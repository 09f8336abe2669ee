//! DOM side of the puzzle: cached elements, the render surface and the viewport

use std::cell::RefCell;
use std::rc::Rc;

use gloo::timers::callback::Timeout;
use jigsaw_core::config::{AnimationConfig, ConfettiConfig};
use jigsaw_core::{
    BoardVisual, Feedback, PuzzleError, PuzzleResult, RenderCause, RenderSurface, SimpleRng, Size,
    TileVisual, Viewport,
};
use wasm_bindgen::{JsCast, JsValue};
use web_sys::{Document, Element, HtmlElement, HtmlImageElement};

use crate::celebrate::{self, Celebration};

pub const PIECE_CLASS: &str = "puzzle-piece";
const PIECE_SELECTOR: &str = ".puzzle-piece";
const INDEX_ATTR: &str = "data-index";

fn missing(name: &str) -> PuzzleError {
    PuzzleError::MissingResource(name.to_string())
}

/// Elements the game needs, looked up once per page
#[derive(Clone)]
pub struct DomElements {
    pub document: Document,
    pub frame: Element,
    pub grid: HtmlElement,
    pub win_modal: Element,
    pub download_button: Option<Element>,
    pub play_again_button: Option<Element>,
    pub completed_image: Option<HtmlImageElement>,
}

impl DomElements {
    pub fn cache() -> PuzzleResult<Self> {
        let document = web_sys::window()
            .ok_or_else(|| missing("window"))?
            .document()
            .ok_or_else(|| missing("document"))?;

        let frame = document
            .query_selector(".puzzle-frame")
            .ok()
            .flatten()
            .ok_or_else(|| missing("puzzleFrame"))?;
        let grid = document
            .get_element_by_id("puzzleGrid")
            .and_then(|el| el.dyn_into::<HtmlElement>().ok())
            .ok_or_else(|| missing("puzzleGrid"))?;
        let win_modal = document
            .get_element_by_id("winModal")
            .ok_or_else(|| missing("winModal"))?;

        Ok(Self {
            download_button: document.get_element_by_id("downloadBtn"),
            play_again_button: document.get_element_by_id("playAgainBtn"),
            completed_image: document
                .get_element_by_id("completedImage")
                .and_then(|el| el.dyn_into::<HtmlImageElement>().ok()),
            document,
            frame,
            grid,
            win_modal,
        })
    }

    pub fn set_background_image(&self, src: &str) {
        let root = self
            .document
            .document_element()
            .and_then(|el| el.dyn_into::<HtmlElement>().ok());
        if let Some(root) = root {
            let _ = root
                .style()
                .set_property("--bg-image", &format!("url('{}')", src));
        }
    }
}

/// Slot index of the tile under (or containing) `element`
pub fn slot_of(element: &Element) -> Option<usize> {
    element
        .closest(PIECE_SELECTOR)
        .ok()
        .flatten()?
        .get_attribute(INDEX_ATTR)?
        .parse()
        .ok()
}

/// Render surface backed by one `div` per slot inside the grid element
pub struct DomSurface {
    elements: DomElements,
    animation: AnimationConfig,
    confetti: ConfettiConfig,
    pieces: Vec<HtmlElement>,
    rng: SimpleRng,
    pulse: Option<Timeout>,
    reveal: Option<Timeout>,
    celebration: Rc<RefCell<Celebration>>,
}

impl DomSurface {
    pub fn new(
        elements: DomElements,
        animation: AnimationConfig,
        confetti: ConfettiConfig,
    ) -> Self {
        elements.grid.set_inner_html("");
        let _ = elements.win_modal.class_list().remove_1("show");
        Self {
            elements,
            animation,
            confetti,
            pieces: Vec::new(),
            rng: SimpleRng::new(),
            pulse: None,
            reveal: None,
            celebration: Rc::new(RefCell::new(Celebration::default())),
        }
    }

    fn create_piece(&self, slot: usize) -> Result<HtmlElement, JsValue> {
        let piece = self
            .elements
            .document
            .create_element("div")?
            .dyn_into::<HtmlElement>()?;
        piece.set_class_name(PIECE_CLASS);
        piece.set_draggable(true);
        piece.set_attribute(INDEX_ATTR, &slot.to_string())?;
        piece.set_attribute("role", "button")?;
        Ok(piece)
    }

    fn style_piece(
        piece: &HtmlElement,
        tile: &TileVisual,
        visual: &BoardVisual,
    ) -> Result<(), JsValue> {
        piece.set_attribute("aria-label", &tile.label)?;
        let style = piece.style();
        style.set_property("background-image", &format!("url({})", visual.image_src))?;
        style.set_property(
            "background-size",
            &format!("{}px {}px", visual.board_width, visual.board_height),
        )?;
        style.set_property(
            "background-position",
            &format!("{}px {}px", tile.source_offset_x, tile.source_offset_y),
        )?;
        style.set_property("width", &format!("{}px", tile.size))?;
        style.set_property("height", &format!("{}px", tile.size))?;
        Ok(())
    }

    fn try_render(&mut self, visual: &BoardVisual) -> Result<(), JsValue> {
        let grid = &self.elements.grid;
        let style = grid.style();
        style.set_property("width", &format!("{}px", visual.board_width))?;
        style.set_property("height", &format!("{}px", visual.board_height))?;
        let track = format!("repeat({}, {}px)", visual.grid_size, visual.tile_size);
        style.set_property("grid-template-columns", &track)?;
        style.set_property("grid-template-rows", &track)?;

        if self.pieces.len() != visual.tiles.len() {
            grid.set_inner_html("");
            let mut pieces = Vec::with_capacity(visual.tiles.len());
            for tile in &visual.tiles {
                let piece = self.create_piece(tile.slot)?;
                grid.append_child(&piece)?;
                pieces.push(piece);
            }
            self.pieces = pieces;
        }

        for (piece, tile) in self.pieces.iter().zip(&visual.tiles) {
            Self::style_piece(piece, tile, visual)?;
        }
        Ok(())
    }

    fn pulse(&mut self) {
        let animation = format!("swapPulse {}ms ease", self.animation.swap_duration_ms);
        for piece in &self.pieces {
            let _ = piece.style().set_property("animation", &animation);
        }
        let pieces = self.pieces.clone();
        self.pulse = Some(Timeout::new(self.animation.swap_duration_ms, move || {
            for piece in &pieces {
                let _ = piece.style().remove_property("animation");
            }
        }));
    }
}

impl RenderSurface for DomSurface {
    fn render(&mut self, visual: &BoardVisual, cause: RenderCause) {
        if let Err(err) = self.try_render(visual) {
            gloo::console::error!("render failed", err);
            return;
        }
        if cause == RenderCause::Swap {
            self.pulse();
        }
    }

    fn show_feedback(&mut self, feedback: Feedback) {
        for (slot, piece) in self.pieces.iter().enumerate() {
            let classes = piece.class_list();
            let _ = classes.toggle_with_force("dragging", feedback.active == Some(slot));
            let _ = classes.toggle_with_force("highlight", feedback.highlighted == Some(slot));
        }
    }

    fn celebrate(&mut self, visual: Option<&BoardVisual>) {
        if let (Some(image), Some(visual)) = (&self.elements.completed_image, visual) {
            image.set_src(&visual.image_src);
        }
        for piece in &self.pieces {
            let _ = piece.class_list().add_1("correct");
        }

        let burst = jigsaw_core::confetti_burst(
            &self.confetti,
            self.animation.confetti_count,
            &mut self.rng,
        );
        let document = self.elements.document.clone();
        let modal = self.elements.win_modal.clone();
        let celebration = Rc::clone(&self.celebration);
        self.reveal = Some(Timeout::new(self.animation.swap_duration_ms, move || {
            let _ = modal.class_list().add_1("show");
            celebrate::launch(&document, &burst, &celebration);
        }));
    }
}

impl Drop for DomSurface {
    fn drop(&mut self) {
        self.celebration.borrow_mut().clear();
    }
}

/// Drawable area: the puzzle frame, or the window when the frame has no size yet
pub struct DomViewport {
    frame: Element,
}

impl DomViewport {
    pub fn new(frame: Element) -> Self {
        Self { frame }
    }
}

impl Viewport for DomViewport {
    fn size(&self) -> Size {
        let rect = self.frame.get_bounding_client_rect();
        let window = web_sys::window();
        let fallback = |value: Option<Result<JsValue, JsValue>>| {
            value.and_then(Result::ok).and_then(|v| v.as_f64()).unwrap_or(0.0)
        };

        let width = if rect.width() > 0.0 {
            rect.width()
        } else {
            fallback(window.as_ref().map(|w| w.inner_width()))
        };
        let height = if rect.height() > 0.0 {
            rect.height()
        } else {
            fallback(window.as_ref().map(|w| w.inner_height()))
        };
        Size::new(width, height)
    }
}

--

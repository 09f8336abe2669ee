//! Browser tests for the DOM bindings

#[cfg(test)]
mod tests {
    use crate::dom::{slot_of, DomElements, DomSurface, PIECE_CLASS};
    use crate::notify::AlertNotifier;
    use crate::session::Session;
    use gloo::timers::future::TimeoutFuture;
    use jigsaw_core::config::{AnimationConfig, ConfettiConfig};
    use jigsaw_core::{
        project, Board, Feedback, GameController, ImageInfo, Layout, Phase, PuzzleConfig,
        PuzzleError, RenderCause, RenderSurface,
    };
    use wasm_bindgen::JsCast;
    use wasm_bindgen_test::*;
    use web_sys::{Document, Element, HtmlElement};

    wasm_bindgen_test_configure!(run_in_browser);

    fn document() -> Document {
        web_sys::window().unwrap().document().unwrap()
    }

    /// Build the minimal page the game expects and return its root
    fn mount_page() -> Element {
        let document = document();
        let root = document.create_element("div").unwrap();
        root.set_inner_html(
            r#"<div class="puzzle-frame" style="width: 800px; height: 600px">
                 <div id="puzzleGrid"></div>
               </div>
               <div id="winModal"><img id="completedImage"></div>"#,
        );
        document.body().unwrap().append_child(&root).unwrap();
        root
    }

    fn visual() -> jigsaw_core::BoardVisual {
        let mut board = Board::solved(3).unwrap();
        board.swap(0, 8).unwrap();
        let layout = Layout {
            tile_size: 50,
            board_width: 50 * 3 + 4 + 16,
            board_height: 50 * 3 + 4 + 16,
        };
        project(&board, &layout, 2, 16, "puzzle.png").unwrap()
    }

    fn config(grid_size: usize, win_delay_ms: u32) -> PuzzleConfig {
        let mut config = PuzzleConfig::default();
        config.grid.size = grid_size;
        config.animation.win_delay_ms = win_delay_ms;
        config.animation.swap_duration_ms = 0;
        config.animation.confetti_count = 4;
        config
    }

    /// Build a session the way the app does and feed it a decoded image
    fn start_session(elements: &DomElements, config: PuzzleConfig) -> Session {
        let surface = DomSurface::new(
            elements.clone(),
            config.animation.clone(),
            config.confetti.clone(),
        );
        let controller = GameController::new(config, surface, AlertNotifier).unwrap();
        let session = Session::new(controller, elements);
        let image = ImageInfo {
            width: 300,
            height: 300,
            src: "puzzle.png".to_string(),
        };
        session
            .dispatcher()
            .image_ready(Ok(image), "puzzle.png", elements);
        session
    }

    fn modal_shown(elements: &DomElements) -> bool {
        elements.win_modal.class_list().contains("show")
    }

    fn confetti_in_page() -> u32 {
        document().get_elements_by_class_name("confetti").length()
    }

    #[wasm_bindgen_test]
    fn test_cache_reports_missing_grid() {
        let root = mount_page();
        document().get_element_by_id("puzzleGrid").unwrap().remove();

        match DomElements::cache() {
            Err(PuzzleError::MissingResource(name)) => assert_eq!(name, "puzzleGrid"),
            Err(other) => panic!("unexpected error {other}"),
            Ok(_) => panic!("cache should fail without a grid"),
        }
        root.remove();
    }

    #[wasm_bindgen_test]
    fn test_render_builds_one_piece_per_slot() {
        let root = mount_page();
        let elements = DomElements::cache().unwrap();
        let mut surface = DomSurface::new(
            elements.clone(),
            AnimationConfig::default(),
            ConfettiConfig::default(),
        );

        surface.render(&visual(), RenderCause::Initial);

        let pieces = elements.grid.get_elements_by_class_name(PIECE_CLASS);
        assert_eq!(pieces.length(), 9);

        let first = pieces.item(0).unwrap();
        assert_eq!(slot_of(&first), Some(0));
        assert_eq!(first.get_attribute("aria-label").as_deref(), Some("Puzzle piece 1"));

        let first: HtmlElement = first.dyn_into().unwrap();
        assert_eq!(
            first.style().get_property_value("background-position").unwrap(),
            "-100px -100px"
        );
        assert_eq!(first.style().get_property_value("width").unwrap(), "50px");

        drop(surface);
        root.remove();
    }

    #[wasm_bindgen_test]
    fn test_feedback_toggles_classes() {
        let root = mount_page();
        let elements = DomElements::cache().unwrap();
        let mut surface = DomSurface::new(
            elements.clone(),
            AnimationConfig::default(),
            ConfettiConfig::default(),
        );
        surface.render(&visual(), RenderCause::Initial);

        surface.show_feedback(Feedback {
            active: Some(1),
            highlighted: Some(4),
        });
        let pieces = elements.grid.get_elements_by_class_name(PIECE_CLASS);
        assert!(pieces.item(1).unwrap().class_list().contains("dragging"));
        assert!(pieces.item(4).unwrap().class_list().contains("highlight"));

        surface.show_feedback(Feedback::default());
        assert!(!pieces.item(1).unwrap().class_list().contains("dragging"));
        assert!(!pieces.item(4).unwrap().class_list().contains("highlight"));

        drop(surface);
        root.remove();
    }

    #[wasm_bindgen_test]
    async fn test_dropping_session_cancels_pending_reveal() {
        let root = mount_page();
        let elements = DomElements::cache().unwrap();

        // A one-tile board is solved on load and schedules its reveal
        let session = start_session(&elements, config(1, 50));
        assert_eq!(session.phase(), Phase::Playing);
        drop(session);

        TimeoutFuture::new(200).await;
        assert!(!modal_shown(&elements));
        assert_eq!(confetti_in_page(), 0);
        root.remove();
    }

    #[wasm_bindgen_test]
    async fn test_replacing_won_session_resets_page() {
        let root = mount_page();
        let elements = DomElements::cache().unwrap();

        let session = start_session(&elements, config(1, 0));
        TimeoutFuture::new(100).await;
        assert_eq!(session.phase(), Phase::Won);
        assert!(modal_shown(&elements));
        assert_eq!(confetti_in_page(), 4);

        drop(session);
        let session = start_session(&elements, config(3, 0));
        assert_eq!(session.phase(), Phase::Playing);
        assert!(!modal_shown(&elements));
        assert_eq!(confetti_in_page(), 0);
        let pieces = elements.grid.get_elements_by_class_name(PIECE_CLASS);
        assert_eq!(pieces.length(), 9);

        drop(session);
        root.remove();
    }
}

- _ACTION ITEM_:
Look through the entries above and say how many lines hold the word "label", giving the number alone.

- _EXERCISE ANSWER_:
2